**Work item**. Go through the data below line by line. Give only the number of lines that contain "priced".
• • • • •
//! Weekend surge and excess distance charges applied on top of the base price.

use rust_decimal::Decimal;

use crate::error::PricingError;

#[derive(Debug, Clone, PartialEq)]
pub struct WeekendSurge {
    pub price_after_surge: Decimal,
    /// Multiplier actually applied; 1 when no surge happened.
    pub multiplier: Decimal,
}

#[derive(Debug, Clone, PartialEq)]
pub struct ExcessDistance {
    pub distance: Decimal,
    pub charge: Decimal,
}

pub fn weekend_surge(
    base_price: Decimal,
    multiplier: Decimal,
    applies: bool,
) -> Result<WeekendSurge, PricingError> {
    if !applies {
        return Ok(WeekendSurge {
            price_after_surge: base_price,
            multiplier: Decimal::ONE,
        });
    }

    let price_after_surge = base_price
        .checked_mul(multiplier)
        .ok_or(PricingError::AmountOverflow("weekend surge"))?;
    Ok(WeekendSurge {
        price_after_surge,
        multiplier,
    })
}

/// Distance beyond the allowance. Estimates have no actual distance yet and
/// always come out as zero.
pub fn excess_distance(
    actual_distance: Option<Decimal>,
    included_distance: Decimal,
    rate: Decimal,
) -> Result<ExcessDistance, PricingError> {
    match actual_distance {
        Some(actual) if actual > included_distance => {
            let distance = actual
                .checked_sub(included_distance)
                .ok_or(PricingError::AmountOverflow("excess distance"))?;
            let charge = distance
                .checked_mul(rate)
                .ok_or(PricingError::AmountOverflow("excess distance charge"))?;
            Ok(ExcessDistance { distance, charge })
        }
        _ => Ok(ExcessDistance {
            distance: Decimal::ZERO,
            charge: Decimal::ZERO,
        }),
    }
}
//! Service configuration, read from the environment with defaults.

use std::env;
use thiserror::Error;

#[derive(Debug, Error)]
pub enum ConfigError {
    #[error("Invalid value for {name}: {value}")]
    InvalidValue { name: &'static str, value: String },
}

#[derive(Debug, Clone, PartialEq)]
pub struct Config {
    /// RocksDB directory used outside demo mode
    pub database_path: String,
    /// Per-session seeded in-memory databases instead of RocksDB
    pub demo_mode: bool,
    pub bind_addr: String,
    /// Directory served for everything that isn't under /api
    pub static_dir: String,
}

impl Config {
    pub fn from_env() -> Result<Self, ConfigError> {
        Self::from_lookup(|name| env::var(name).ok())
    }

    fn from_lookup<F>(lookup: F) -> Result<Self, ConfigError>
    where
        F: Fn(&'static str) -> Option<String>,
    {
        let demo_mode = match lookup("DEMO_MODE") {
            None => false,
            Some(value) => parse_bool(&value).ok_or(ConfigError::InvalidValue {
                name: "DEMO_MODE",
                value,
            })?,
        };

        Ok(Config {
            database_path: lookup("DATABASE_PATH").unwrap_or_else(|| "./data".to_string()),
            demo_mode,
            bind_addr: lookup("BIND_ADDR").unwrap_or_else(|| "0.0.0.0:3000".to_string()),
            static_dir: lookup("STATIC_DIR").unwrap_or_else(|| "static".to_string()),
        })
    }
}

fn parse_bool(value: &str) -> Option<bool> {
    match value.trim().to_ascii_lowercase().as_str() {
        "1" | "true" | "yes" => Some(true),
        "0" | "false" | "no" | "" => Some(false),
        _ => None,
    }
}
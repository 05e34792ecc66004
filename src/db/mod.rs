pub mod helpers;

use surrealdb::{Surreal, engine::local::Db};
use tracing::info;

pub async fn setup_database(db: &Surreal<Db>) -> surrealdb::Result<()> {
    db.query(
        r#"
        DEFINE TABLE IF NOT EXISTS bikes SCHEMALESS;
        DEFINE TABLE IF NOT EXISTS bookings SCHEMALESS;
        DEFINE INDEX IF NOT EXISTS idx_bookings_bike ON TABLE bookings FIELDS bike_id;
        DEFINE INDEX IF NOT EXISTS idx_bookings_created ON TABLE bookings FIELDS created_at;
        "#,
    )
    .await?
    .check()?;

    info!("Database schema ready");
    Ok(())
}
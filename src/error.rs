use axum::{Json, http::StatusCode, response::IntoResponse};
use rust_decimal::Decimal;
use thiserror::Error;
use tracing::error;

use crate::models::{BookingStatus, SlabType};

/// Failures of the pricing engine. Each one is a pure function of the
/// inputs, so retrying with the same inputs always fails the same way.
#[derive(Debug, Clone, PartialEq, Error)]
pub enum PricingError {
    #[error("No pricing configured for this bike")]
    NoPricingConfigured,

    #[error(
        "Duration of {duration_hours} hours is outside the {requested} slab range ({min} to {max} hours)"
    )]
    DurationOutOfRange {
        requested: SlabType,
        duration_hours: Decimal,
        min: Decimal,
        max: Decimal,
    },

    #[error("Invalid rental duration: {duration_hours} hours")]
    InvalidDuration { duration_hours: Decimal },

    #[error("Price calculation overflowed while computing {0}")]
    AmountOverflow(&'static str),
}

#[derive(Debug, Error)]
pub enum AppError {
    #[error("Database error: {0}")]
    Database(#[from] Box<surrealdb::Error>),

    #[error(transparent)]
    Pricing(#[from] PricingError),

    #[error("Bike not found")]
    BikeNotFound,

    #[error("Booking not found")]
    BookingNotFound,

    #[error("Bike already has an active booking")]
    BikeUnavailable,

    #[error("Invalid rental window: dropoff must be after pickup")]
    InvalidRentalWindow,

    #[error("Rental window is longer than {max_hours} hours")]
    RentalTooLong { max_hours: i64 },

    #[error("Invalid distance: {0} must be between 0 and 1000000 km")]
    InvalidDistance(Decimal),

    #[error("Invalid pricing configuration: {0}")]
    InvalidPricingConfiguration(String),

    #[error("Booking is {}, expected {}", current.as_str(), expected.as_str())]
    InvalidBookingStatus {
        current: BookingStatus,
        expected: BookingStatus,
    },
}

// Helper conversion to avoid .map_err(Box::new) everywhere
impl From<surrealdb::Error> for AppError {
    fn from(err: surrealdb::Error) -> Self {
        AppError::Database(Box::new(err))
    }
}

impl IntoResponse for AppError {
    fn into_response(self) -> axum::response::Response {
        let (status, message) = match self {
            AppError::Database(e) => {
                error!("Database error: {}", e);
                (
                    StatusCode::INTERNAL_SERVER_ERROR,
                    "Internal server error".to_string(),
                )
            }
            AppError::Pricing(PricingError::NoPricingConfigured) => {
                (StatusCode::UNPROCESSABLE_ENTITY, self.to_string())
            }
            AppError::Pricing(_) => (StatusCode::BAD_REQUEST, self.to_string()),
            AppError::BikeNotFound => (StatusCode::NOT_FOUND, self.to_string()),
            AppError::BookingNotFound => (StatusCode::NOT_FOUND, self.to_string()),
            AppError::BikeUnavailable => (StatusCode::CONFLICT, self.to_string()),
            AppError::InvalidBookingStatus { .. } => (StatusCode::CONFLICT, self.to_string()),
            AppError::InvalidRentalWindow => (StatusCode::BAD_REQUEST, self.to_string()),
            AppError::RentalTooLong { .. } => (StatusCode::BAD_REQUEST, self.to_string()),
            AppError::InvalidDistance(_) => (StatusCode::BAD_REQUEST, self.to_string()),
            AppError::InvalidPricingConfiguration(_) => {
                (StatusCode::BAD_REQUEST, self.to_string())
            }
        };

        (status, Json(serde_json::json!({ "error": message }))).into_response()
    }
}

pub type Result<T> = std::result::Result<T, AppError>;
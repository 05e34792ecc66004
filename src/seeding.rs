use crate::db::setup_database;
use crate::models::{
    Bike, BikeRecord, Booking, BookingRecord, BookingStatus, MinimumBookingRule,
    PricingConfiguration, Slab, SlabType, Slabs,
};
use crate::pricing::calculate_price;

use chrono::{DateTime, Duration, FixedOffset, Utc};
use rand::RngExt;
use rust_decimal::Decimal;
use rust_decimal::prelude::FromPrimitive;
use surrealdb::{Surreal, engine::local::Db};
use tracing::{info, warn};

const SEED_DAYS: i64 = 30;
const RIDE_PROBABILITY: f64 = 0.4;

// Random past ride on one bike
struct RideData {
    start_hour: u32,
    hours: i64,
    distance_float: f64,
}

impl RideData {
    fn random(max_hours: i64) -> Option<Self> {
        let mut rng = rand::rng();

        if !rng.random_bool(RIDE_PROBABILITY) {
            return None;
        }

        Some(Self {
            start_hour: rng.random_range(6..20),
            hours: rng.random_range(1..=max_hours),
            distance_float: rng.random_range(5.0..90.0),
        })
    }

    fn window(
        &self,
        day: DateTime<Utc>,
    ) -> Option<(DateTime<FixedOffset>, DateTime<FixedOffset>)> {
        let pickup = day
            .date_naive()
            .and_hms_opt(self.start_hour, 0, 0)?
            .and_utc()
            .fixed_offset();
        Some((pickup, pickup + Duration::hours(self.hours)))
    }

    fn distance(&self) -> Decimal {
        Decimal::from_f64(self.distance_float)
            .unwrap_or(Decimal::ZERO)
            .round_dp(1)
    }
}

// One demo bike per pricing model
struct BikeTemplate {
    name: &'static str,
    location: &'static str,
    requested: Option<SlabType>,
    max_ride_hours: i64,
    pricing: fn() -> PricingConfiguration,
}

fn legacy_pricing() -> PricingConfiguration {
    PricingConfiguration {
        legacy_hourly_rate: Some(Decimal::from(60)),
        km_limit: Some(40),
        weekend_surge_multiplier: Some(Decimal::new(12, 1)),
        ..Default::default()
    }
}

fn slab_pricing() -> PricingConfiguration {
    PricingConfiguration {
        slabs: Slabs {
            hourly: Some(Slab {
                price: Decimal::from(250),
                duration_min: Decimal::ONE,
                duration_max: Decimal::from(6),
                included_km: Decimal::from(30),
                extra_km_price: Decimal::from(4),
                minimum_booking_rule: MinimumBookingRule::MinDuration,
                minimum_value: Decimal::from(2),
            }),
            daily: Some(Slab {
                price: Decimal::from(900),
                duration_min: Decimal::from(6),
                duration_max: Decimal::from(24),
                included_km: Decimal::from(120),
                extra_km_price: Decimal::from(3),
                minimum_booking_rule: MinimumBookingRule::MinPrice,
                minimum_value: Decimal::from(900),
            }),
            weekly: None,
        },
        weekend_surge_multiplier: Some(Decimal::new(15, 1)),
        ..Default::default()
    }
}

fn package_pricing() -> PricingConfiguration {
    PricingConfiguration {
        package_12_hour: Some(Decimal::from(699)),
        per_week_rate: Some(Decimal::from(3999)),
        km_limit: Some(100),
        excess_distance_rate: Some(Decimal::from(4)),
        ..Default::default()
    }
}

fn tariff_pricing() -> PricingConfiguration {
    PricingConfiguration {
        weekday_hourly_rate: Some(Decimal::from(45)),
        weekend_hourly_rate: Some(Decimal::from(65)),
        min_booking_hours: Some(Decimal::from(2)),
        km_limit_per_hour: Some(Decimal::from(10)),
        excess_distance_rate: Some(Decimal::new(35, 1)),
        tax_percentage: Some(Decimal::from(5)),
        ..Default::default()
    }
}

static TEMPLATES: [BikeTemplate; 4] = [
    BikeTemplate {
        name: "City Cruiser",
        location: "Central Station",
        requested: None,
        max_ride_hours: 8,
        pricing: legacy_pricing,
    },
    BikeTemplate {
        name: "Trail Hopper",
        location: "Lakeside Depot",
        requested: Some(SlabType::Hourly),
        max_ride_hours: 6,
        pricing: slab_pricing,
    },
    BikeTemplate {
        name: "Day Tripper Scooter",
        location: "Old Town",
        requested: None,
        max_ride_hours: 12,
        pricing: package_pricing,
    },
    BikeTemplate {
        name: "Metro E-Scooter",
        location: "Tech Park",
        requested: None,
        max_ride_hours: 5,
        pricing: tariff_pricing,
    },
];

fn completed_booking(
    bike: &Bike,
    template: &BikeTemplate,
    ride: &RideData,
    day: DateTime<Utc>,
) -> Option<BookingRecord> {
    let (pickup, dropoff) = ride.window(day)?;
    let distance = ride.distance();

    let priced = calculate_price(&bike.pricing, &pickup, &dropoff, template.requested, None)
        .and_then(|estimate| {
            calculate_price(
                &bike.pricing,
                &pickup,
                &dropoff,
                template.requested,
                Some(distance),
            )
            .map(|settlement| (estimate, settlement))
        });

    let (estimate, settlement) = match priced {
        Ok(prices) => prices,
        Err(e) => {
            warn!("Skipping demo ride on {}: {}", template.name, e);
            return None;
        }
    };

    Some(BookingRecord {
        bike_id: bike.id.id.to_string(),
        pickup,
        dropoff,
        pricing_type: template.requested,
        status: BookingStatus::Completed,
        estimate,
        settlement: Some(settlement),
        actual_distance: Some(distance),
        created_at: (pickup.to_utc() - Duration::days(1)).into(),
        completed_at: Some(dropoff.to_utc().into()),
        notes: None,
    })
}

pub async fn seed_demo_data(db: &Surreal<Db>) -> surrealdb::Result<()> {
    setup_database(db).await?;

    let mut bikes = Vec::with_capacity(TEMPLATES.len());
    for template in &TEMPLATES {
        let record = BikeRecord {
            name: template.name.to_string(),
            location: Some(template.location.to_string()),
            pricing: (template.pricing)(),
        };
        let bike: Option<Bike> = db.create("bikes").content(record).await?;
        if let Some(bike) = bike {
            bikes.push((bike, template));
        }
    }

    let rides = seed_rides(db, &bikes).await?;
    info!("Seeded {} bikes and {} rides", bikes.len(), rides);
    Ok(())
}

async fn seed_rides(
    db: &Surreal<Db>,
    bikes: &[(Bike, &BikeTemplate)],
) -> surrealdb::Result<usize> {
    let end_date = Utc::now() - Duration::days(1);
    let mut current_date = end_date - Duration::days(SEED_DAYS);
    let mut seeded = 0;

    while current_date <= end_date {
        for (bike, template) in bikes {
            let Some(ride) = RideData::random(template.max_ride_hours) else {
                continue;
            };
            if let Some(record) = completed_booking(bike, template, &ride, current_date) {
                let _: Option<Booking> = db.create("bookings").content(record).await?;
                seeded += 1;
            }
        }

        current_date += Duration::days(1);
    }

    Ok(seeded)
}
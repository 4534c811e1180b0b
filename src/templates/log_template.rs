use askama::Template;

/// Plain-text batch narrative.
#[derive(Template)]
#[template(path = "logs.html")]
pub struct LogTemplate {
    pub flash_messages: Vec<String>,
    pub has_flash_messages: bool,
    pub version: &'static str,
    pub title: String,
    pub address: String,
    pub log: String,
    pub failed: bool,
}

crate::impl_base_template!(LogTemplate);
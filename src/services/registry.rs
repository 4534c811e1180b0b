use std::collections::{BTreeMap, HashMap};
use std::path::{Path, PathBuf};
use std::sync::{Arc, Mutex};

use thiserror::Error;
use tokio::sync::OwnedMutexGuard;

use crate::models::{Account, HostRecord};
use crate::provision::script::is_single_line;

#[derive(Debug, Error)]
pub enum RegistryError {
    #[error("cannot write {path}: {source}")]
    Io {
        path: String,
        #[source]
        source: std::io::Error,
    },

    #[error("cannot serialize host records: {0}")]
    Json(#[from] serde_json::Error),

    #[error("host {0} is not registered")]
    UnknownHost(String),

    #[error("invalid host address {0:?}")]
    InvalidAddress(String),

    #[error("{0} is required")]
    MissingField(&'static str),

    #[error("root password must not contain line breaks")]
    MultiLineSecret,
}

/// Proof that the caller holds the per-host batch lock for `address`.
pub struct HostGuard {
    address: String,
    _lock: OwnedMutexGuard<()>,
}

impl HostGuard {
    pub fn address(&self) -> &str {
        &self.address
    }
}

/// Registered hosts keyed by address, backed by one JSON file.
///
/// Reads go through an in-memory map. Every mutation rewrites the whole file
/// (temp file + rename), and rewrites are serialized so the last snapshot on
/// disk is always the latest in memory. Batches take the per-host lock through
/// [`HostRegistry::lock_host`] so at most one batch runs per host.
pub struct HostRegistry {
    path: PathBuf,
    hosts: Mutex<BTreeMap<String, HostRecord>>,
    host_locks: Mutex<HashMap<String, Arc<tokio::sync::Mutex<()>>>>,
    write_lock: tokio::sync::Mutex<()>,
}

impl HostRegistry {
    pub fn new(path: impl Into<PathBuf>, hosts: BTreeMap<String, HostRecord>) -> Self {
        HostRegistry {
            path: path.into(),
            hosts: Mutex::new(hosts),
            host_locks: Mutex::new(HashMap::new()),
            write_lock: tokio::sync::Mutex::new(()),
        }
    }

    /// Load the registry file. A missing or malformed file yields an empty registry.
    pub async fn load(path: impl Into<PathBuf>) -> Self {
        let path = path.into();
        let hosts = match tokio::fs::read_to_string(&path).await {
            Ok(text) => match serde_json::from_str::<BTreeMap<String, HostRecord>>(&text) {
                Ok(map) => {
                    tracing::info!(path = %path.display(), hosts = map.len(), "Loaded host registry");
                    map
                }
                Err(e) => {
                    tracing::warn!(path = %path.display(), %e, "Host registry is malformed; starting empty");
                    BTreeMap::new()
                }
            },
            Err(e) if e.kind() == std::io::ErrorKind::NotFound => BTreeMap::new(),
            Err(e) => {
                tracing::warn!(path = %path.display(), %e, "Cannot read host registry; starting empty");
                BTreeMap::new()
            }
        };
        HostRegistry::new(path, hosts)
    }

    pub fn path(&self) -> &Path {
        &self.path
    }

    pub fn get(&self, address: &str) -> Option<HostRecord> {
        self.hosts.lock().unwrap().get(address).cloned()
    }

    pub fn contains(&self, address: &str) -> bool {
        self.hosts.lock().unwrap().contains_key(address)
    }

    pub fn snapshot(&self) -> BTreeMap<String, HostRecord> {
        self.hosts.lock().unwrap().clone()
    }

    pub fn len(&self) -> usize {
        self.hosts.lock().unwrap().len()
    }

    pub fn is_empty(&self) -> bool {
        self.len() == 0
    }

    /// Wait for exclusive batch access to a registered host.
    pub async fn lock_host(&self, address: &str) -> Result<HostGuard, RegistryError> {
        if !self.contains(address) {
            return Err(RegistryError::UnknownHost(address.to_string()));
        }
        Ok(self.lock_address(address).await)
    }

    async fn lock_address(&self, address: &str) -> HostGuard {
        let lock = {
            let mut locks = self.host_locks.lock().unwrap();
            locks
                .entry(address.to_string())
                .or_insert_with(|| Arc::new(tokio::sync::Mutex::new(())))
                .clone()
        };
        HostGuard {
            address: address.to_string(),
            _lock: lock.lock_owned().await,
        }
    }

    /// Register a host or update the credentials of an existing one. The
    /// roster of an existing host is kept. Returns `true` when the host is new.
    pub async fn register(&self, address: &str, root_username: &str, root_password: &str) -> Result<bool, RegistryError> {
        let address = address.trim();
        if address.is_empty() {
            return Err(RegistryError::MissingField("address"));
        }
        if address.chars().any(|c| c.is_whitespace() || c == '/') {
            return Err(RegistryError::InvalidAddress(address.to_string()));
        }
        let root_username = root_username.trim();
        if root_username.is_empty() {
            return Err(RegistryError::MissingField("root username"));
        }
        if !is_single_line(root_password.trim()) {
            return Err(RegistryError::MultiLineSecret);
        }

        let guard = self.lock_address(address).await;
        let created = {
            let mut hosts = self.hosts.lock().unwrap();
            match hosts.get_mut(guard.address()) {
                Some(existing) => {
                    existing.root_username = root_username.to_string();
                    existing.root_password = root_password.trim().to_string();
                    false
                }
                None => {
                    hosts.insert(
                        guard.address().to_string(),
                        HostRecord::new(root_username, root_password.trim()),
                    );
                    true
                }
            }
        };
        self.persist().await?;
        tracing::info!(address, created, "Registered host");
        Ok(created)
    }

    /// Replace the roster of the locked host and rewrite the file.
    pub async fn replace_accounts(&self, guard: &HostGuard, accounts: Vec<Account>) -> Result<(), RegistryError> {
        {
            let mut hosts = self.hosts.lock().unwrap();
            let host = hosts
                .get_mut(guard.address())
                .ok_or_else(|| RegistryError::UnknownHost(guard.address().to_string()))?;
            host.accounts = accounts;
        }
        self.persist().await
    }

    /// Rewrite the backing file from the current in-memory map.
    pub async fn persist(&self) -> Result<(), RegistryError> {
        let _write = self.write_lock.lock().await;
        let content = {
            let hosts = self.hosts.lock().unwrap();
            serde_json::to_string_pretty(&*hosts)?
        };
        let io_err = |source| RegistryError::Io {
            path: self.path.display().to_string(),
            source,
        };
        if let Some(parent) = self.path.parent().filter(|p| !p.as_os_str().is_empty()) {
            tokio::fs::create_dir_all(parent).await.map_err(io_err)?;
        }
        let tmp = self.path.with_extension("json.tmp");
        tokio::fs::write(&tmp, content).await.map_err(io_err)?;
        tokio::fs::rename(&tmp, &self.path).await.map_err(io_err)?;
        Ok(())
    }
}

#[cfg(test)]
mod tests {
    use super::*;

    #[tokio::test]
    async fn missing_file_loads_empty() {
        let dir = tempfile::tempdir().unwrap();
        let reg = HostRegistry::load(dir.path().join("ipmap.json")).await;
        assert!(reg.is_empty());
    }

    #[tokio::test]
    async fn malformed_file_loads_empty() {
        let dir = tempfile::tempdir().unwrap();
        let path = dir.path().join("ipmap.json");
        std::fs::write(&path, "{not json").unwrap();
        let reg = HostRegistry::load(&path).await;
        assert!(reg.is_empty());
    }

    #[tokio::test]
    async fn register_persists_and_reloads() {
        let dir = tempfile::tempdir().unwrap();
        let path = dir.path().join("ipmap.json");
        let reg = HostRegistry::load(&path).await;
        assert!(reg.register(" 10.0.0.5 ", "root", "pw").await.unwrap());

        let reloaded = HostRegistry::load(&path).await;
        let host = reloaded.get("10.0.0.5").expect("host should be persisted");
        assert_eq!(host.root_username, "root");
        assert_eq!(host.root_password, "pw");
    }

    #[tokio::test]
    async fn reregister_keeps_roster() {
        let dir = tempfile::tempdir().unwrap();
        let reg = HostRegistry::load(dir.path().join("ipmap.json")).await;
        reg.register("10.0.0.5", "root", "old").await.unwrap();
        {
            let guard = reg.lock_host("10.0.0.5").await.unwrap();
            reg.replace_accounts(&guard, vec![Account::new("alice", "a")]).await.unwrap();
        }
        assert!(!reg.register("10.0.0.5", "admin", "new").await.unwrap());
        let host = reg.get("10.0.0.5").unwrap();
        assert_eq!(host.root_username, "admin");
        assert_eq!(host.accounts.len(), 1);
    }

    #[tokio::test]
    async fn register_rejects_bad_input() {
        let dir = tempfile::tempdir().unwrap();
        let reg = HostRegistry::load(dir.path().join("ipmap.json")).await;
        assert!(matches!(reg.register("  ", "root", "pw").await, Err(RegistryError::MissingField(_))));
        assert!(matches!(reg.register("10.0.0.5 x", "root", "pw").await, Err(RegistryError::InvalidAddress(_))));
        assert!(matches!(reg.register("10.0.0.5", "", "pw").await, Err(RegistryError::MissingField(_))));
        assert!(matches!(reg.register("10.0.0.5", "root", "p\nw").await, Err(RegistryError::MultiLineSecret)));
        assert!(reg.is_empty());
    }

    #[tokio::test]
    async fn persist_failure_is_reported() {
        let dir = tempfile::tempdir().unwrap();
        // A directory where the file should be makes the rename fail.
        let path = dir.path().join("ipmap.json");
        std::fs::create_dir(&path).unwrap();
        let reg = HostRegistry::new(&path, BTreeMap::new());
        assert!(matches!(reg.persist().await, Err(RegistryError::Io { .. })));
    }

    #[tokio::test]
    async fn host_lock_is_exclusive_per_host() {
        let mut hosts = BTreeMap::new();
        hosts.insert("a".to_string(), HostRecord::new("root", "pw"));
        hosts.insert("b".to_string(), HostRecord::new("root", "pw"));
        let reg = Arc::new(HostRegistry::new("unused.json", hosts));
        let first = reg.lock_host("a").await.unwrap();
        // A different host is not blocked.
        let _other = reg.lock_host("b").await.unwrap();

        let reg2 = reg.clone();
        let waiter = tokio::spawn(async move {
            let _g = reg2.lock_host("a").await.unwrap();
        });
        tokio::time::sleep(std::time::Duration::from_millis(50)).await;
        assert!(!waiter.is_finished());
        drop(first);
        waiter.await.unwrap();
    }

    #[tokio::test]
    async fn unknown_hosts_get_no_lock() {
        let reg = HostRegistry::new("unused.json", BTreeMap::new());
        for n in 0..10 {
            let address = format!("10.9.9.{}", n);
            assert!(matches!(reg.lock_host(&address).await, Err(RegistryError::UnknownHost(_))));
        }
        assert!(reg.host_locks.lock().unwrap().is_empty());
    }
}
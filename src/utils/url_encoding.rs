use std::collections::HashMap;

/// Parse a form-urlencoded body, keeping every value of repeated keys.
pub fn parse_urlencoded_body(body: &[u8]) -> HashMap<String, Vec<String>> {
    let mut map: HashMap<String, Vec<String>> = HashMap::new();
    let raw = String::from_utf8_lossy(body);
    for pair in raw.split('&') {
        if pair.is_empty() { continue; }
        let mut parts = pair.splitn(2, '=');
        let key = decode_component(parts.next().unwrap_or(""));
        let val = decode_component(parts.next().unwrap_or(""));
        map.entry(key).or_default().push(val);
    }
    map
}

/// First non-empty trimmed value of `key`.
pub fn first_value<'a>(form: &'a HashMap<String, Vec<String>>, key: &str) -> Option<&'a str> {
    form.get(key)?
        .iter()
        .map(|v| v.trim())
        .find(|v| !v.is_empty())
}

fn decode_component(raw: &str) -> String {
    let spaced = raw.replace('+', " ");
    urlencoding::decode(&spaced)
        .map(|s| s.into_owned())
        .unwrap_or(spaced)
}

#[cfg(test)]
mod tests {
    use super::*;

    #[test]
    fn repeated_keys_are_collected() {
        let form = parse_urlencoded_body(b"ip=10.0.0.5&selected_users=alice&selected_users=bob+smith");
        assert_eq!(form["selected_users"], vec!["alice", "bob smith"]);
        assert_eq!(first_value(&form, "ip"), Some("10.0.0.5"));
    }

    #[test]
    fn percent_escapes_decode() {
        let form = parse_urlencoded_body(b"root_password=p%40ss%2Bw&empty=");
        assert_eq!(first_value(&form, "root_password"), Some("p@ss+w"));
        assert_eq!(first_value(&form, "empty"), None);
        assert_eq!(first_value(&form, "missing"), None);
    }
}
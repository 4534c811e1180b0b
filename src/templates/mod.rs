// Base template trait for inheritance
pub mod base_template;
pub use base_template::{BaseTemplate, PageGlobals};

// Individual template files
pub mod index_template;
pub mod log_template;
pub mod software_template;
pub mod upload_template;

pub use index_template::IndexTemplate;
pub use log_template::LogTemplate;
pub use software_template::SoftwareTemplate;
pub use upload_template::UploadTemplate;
• • • • •
**Task result**. 2